> _Assignment_:
In the records below, find the line holding "fn address_not_found(address_id: &str)" and the line holding "impl ToolHandler for GetAddresses". Set down both, with every line between them, exactly.

BEGIN

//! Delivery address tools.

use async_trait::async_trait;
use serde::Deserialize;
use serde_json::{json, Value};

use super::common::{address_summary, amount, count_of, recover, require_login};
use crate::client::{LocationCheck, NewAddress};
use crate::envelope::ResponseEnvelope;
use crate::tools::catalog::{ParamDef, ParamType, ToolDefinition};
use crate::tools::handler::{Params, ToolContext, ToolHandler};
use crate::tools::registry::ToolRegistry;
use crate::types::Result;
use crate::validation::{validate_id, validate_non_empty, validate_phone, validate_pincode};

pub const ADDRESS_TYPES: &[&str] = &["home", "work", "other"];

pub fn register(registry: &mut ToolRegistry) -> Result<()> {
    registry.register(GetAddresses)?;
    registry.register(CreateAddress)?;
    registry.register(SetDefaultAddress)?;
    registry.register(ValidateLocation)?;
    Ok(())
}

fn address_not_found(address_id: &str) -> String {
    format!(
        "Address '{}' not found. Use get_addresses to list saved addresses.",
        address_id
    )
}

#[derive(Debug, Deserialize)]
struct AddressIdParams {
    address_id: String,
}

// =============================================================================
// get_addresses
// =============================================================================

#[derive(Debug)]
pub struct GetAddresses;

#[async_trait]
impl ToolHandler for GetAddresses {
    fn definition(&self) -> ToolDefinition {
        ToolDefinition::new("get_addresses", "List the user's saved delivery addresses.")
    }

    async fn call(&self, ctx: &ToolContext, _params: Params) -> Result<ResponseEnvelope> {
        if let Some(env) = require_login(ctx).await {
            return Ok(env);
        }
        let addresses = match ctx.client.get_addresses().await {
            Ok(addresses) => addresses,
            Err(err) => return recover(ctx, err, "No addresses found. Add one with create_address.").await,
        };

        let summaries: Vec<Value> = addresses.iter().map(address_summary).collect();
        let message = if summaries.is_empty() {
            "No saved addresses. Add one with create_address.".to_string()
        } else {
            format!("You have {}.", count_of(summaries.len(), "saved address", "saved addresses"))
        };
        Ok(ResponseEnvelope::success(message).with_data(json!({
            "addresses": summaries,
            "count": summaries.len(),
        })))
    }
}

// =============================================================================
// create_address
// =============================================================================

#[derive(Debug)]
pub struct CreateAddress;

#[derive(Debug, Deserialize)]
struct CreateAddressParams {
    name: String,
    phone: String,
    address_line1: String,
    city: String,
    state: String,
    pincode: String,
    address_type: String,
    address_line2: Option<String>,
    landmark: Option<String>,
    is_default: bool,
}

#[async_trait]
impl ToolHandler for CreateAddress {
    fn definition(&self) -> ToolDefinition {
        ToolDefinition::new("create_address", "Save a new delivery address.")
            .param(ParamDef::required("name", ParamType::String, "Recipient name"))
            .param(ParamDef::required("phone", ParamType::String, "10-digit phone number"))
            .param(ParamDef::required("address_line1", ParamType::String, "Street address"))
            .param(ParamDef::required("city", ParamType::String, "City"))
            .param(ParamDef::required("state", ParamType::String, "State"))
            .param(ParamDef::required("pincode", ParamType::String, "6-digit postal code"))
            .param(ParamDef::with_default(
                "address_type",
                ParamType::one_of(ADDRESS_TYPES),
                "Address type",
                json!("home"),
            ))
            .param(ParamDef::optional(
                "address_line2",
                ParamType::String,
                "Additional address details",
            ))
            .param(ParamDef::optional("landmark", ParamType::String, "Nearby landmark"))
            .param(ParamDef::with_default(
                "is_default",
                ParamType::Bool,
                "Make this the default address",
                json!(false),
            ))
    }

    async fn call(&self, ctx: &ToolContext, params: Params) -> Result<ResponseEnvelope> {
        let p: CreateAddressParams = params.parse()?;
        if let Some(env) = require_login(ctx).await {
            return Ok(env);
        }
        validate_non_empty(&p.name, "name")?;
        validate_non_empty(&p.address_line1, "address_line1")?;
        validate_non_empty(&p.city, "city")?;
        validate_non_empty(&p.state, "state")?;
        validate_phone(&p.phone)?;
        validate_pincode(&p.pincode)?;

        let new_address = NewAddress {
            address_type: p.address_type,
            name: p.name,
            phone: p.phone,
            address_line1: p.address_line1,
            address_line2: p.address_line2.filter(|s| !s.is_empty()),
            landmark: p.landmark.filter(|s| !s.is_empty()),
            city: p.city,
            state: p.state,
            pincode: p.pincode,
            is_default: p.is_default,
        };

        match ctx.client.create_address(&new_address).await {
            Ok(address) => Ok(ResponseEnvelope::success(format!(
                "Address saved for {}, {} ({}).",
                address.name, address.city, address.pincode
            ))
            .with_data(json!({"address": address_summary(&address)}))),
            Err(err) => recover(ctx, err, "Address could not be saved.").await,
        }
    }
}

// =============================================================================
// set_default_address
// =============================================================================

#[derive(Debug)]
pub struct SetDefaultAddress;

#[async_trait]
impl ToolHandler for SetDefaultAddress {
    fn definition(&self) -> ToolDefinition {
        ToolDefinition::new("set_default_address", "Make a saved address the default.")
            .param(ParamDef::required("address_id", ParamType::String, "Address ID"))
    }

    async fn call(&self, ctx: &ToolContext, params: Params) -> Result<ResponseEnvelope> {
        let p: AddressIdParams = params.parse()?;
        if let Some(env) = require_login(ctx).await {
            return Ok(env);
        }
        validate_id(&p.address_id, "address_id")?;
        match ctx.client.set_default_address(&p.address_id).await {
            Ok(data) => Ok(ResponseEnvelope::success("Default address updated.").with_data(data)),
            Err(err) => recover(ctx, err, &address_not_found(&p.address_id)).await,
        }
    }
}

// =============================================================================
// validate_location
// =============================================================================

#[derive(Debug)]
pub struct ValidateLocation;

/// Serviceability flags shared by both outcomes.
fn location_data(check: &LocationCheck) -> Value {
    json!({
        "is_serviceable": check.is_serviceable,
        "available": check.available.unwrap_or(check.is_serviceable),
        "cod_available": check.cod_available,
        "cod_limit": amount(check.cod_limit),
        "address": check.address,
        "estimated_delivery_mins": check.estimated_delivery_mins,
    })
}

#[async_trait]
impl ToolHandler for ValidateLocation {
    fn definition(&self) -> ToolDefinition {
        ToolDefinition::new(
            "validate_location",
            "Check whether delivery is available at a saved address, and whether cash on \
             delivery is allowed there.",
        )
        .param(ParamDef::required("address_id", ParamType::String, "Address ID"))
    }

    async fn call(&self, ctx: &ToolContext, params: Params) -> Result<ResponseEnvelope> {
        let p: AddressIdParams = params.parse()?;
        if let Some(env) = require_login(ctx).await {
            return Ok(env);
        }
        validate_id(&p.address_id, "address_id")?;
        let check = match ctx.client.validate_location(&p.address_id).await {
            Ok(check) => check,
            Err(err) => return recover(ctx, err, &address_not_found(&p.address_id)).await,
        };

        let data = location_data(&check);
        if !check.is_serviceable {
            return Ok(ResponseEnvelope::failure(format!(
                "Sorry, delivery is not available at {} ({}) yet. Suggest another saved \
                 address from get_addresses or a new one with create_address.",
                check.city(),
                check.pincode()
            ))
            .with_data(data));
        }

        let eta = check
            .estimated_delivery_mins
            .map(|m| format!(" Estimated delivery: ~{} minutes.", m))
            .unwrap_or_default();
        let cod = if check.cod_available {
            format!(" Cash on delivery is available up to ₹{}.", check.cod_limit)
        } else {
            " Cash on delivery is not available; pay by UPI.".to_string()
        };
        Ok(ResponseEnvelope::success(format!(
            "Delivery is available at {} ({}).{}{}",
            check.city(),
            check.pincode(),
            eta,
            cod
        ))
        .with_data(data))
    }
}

END

> _Exercise output_:
fn address_not_found(address_id: &str) -> String {
    format!(
        "Address '{}' not found. Use get_addresses to list saved addresses.",
        address_id
    )
}

#[derive(Debug, Deserialize)]
struct AddressIdParams {
    address_id: String,
}

// =============================================================================
// get_addresses
// =============================================================================

#[derive(Debug)]
pub struct GetAddresses;

#[async_trait]
impl ToolHandler for GetAddresses {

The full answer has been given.